I. L’état du droit des successions face à l’enfant né de l’inceste absolu
A la lecture des articles 733 et 735 du Code civil tels qu’écrits à la suite de la loi du 3 décembre 2001 (Loi n° 2001-1135 du 3 déc. 2001 relative aux droits du conjoint survivant et des enfants adultérins et modernisant diverses dispositions de droit successoral, JO 4 déc. 2001, p. 19279. Sur cette loi, voir : M. Bouvier, « L’égalité des filiations », Gaz. Pal. 3 oct. 2002, p. 4 ; P. Gourdon, « Aperçu rapide – quelques observations sur l’évolution du régime successoral des enfants adultérins et ses conséquences imprévues », JCP éd. N 2001, p. 1647 ; F. Sauvage, « La réforme du droit des successions enfin adoptée », JCP éd.
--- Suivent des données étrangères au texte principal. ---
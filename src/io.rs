// SPDX-License-Identifier: Apache-2.0
// Copyright (c) 2025 Polyframe Inc.

//! Minimal text serialization for the mesh entity
//!
//! The format is the classic SMF-style line format: `v x y z` vertex
//! lines and `t i j k` (or `f i j k`) triangle lines with 1-based
//! indices. Blank lines and `#` comments are skipped. Everything more
//! elaborate (format detection, binary formats, color annotations)
//! belongs to the host application, not the core.

use std::fs::File;
use std::io::{BufRead, BufReader, BufWriter, Write};
use std::path::Path;

use nalgebra::Point3;
use tracing::info;

use crate::error::{MeshError, MeshResult};
use crate::mesh::TriMesh;

fn parse_error(path: &Path, line: usize, details: impl Into<String>) -> MeshError {
    MeshError::Parse {
        path: path.to_path_buf(),
        details: format!("line {}: {}", line, details.into()),
    }
}

/// Load a mesh from an SMF-style text file, translating the 1-based
/// triangle indices to 0-based and validating them before the mesh is
/// built.
pub fn load_smf(path: impl AsRef<Path>) -> MeshResult<TriMesh> {
    let path = path.as_ref();
    let file = File::open(path).map_err(|source| MeshError::Io {
        path: path.to_path_buf(),
        source,
    })?;

    let mut verts: Vec<Point3<f64>> = Vec::new();
    let mut tris: Vec<[u32; 3]> = Vec::new();

    for (lineno, line) in BufReader::new(file).lines().enumerate() {
        let lineno = lineno + 1;
        let line = line.map_err(|source| MeshError::Io {
            path: path.to_path_buf(),
            source,
        })?;
        let line = line.trim();
        if line.is_empty() || line.starts_with('#') {
            continue;
        }

        let mut fields = line.split_whitespace();
        let tag = fields.next().unwrap_or_default();
        match tag {
            "v" => {
                let mut coord = [0.0f64; 3];
                for c in coord.iter_mut() {
                    *c = fields
                        .next()
                        .and_then(|f| f.parse().ok())
                        .ok_or_else(|| parse_error(path, lineno, "malformed vertex line"))?;
                }
                verts.push(Point3::new(coord[0], coord[1], coord[2]));
            }
            "t" | "f" => {
                let mut idx = [0u32; 3];
                for i in idx.iter_mut() {
                    let raw: i64 = fields
                        .next()
                        .and_then(|f| f.parse().ok())
                        .ok_or_else(|| parse_error(path, lineno, "malformed triangle line"))?;
                    if raw < 1 {
                        return Err(parse_error(path, lineno, "triangle index below 1"));
                    }
                    *i = (raw - 1) as u32;
                }
                tris.push(idx);
            }
            // Color/annotation lines from the wider format family.
            "c" | "bind" | "e" => continue,
            other => {
                return Err(parse_error(path, lineno, format!("unknown tag {other:?}")));
            }
        }
    }

    info!(
        vertices = verts.len(),
        triangles = tris.len(),
        path = %path.display(),
        "loaded mesh"
    );
    TriMesh::from_arrays(verts, tris)
}

/// Save the mesh as SMF-style text with 1-based triangle indices.
pub fn save_smf(mesh: &TriMesh, path: impl AsRef<Path>) -> MeshResult<()> {
    let path = path.as_ref();
    let io_err = |source| MeshError::Io {
        path: path.to_path_buf(),
        source,
    };

    let file = File::create(path).map_err(io_err)?;
    let mut out = BufWriter::new(file);

    for v in mesh.vertices() {
        writeln!(out, "v {} {} {}", v.x, v.y, v.z).map_err(io_err)?;
    }
    for tri in mesh.triangles() {
        writeln!(out, "t {} {} {}", tri[0] + 1, tri[1] + 1, tri[2] + 1).map_err(io_err)?;
    }
    out.flush().map_err(io_err)?;

    info!(
        vertices = mesh.vertex_count(),
        triangles = mesh.triangle_count(),
        path = %path.display(),
        "saved mesh"
    );
    Ok(())
}

#[cfg(test)]
mod tests {
    use super::*;

    fn temp_path(name: &str) -> std::path::PathBuf {
        std::env::temp_dir().join(name)
    }

    #[test]
    fn test_load_smf() {
        let path = temp_path("meshkit_load_test.smf");
        std::fs::write(
            &path,
            "# simple quad\n\
             v 0 0 0\n\
             v 1 0 0\n\
             v 0 1 0\n\
             v 1 1 0\n\
             t 1 2 3\n\
             t 2 4 3\n",
        )
        .unwrap();

        let mesh = load_smf(&path).unwrap();
        assert_eq!(mesh.vertex_count(), 4);
        assert_eq!(mesh.triangle_count(), 2);
        assert_eq!(mesh.triangle(0), [0, 1, 2]);
        std::fs::remove_file(&path).ok();
    }

    #[test]
    fn test_load_rejects_bad_index() {
        let path = temp_path("meshkit_badindex_test.smf");
        std::fs::write(&path, "v 0 0 0\nv 1 0 0\nv 0 1 0\nt 1 2 9\n").unwrap();
        assert!(load_smf(&path).is_err());
        std::fs::remove_file(&path).ok();
    }

    #[test]
    fn test_load_rejects_zero_index() {
        let path = temp_path("meshkit_zeroindex_test.smf");
        std::fs::write(&path, "v 0 0 0\nv 1 0 0\nv 0 1 0\nt 0 1 2\n").unwrap();
        assert!(load_smf(&path).is_err());
        std::fs::remove_file(&path).ok();
    }

    #[test]
    fn test_round_trip() {
        let mesh = crate::mesh::test_meshes::tetrahedron();
        let path = temp_path("meshkit_roundtrip_test.smf");
        save_smf(&mesh, &path).unwrap();

        let loaded = load_smf(&path).unwrap();
        assert_eq!(loaded.vertex_count(), mesh.vertex_count());
        assert_eq!(loaded.triangle_count(), mesh.triangle_count());
        for v in 0..mesh.vertex_count() as u32 {
            assert_eq!(loaded.vertex(v), mesh.vertex(v));
        }
        std::fs::remove_file(&path).ok();
    }
}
N 2001, p. 1727), il semble régner une égalité parfaite pour les enfants en matière de droit des successions. Le premier de ces articles dispose que : « la loi ne distingue pas selon les modes d’établissement de la filiation pour déterminer les parents appelés à succéder », alors que le second prévoit que : « les enfants ou leurs descendants succèdent à leurs père et mère ou autres ascendants, sans distinction de sexe, ni de primogéniture, même s’ils sont issus d’unions différentes ». Par ailleurs, depuis 2006 (Loi n° 2006-728 du 23 juin 2006 portant réforme des successions et des libéralités, JO 24 juin 2006, p. 9513), si la filiation n’est établie qu’après le décès du parent et que la succession a déjà été partagée, le nouvel héritier disposera de l’action en nullité du partage dès lors qu’il a été omis de la succession ou de la possibilité de demander la distribution de la part oubliée par les autres héritiers (Art. 887-1 C. civ.) ; il disposera d’un délai de cinq ans à compter du décès pour intenter l’action.
Si en théorie, l’égalité des filiations paraît acquise, en pratique des inégalités demeurent : pour l’enfant adultérin de jadis comme pour l’enfant adopté sous la forme simple (Sur cette question, voir : A. Niemiec, Les droits de succession de l’enfant à l’épreuve de sa conception, p. 215, in B. Mallevaey et A. Fretin (dir.), L’enfant et le sexe, coll. Thèmes, Commentaires et Actes, Paris : Dalloz, 2021). En outre, pour que ces articles puissent s’appliquer, encore faut-il que le lien de filiation soit établi, par l’effet de la loi, par la reconnaissance, par la possession d’état, ou par jugement. Or, pour l’enfant né d’un inceste absolu, l’interdit de l’inceste empêche la double filiation. En effet, l’article 310-2 du Code civil modifié par l’ordonnance du 4 juillet 2005 portant réforme de la filiation (Ord. n° 2005-759 du 4 juill. 2005 portant réforme de la filiation, JO 6 juill. 2005, p. 11159) prévoit que cet enfant ne peut être filialement rattaché à ses deux parents biologiques, par quelque moyen que ce soit, consacrant ainsi la jurisprudence de la Cour de cassation interdisant au parent biologique de passer par la voie de l’adoption pour faire établir le second lien de filiation (Cass. 1re civ., 6 janv. 2004, pourvoi n° 01-01.600, Bull. civ. I, n° 2 ; D. 2004, p. 362, note J. Sainte-Rose et D. Vigneau ; JCP éd. G 2004, p. 783, note C. Labrusse-Riou ; Petites affiches 8 avr. 2004, p. 13, note V. Voisin ; RTD civ. 2004, p. 75, note J. Hauser). Avec une telle disposition légale, l’enfant incestueux se trouve donc privé obligatoirement d’un lien de filiation et par conséquent de la qualité d’héritier « privilégié » à l’égard de l’un de ses deux parents.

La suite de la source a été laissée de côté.